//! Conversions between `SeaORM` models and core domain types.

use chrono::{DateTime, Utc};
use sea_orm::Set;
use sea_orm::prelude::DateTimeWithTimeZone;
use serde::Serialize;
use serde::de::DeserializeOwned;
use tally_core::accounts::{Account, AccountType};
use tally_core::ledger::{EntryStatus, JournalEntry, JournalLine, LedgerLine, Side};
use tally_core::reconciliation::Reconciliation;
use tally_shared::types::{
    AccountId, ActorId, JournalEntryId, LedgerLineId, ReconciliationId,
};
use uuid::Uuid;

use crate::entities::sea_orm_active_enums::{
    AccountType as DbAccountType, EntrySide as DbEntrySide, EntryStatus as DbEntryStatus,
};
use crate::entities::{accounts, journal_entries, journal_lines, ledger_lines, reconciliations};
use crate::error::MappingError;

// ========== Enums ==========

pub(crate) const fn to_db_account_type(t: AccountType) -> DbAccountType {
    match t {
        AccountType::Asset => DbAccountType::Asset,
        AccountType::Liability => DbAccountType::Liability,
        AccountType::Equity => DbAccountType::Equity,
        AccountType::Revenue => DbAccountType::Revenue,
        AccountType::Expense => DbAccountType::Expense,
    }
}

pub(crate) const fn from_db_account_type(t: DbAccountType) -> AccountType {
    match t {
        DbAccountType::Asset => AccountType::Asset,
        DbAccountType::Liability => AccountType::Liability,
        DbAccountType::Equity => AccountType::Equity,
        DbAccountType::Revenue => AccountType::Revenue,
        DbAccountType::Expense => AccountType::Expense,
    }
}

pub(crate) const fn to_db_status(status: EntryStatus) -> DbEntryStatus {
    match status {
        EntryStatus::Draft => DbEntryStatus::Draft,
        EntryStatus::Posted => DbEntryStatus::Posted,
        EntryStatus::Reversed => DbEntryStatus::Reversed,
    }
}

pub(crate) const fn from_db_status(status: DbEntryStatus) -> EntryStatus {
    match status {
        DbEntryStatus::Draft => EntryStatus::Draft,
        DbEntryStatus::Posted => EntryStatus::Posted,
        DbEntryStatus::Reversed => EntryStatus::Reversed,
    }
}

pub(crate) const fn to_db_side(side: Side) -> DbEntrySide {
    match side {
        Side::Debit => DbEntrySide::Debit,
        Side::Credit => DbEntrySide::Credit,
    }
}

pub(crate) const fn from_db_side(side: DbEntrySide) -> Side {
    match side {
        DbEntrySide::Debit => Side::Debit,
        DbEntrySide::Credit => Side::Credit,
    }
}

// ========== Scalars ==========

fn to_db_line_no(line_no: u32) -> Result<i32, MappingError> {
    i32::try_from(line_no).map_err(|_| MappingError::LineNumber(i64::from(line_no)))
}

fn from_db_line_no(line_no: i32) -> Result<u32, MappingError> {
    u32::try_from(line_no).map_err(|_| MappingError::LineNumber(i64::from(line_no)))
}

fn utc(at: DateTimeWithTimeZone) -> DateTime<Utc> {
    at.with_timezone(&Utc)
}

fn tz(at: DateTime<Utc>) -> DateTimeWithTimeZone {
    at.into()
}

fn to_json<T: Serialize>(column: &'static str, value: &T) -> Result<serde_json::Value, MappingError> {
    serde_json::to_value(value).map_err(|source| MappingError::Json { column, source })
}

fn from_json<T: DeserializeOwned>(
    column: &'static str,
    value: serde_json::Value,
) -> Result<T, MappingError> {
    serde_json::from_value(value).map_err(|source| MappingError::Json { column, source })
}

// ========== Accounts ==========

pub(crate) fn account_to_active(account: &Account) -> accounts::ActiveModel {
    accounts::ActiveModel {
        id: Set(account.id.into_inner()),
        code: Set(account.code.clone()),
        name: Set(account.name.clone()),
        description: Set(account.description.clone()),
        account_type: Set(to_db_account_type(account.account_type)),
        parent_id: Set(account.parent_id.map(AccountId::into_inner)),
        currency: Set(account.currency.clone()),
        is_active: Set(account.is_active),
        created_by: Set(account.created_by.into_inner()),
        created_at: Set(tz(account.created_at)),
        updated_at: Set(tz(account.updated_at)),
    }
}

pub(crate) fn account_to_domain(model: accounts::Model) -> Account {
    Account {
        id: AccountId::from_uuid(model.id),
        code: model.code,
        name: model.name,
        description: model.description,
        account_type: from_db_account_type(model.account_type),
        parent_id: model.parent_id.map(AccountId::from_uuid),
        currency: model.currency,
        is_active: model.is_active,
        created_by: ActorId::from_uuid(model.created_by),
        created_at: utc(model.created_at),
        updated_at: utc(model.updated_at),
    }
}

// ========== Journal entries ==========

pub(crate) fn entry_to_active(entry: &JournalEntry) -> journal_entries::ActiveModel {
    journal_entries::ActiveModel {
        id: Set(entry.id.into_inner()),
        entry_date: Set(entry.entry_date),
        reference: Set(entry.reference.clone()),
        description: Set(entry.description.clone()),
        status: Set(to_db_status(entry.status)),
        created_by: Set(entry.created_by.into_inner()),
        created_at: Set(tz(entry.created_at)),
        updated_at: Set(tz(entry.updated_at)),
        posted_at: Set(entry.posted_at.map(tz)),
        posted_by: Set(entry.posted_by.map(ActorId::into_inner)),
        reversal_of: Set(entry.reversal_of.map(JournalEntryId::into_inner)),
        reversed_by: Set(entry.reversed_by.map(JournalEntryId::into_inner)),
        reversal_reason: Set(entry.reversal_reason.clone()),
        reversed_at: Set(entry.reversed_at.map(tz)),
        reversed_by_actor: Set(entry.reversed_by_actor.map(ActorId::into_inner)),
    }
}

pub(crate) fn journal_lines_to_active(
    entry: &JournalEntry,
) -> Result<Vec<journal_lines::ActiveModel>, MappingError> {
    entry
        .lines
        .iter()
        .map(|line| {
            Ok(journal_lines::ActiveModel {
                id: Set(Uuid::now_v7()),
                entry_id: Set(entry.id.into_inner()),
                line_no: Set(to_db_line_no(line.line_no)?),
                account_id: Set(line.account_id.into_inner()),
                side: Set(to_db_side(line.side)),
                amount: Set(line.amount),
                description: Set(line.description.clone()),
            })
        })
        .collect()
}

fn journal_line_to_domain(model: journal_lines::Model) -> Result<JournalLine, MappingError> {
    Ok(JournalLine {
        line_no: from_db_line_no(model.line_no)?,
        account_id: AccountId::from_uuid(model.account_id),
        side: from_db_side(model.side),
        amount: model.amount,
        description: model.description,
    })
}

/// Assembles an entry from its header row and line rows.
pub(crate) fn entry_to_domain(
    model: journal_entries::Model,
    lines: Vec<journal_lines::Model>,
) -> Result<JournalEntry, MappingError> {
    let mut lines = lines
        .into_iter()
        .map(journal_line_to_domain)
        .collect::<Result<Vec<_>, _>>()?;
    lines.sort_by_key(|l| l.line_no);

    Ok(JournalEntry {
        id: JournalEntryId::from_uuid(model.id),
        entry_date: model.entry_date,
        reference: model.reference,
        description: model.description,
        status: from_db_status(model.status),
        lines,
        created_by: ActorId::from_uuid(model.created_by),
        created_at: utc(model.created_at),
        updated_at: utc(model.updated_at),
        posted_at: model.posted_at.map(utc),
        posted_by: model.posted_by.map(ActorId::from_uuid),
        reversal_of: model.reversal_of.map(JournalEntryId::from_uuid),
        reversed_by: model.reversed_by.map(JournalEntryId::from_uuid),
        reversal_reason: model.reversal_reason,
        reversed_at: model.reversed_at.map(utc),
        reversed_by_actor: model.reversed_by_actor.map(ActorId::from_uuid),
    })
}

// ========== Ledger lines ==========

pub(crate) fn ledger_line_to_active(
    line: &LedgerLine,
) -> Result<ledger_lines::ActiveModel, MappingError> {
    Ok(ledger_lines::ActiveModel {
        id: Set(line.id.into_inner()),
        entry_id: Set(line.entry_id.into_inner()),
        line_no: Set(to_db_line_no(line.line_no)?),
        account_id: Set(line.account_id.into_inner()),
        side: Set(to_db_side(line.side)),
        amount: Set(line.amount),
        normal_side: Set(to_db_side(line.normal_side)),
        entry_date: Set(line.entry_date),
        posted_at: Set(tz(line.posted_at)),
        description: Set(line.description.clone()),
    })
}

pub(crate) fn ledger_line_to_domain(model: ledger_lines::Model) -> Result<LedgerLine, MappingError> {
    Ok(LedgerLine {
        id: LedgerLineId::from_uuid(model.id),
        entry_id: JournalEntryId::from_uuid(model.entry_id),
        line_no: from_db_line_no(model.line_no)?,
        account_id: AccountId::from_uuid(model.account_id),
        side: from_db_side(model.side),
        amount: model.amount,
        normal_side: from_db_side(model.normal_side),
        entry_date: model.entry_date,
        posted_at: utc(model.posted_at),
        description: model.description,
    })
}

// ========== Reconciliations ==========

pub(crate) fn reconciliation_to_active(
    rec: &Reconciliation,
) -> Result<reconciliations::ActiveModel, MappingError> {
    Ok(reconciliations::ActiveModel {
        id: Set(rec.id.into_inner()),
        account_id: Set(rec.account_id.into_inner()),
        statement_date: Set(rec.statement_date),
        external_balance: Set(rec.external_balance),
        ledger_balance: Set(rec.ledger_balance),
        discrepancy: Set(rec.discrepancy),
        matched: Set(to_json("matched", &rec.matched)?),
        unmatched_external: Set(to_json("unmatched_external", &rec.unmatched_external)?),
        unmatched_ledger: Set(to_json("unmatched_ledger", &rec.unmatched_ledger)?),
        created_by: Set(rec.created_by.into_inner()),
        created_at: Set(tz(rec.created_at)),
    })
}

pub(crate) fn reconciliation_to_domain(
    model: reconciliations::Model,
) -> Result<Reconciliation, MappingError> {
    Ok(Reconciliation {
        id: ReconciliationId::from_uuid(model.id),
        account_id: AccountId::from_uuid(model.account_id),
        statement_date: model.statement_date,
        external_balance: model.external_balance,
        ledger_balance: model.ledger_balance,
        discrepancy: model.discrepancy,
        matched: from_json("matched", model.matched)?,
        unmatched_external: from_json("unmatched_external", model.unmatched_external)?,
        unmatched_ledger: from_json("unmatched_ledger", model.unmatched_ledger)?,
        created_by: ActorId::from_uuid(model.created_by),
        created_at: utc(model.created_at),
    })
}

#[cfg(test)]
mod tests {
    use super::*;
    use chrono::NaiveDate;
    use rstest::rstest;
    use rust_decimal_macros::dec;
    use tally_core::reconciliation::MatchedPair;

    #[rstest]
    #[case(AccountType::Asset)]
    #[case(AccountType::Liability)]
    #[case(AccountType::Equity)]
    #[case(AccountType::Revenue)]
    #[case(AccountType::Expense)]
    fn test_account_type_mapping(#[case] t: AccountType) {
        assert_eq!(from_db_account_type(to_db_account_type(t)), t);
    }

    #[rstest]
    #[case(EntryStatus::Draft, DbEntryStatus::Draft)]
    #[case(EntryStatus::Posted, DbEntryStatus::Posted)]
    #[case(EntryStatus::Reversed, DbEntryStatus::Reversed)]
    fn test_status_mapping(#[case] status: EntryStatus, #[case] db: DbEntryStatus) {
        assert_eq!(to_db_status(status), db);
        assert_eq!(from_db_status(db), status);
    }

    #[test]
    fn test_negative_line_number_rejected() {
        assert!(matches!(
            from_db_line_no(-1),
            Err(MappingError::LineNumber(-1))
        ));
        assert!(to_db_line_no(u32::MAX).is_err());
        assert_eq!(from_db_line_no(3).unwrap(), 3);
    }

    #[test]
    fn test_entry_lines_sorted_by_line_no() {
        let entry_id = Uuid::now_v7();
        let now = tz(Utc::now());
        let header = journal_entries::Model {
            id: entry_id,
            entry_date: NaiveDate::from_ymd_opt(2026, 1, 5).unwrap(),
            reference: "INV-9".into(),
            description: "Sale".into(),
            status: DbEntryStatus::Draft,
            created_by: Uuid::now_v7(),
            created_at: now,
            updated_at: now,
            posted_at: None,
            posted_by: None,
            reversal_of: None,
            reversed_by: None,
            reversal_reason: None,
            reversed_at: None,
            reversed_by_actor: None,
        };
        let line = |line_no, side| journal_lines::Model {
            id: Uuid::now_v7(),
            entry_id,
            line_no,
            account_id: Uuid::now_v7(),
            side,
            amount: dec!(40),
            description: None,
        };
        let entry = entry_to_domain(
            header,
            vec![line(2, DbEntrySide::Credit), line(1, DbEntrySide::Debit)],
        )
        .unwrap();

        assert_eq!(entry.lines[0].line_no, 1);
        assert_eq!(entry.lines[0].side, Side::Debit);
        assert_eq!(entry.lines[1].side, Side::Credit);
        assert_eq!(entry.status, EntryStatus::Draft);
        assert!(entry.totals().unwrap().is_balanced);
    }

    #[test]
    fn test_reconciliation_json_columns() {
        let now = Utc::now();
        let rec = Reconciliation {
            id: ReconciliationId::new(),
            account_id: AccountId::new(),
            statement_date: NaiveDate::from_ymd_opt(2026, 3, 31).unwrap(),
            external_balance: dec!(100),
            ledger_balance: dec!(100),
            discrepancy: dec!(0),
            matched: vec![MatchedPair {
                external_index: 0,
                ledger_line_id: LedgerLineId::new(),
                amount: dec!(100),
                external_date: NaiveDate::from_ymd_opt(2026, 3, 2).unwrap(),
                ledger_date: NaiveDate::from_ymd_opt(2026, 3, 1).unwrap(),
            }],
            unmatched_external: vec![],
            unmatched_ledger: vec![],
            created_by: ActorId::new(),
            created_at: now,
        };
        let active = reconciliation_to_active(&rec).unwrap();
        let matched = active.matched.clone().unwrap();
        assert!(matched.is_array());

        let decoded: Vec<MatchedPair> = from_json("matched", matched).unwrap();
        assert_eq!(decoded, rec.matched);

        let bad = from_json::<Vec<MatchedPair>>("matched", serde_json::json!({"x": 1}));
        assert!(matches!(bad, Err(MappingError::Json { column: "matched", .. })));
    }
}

## WORK INSTRUCTION
The lines needed run from the first line of the data through the line containing "use crate::error::MappingError;"; give them again exactly and nothing else.

## SOLUTION
//! Conversions between `SeaORM` models and core domain types.

use chrono::{DateTime, Utc};
use sea_orm::Set;
use sea_orm::prelude::DateTimeWithTimeZone;
use serde::Serialize;
use serde::de::DeserializeOwned;
use tally_core::accounts::{Account, AccountType};
use tally_core::ledger::{EntryStatus, JournalEntry, JournalLine, LedgerLine, Side};
use tally_core::reconciliation::Reconciliation;
use tally_shared::types::{
    AccountId, ActorId, JournalEntryId, LedgerLineId, ReconciliationId,
};
use uuid::Uuid;

use crate::entities::sea_orm_active_enums::{
    AccountType as DbAccountType, EntrySide as DbEntrySide, EntryStatus as DbEntryStatus,
};
use crate::entities::{accounts, journal_entries, journal_lines, ledger_lines, reconciliations};
use crate::error::MappingError;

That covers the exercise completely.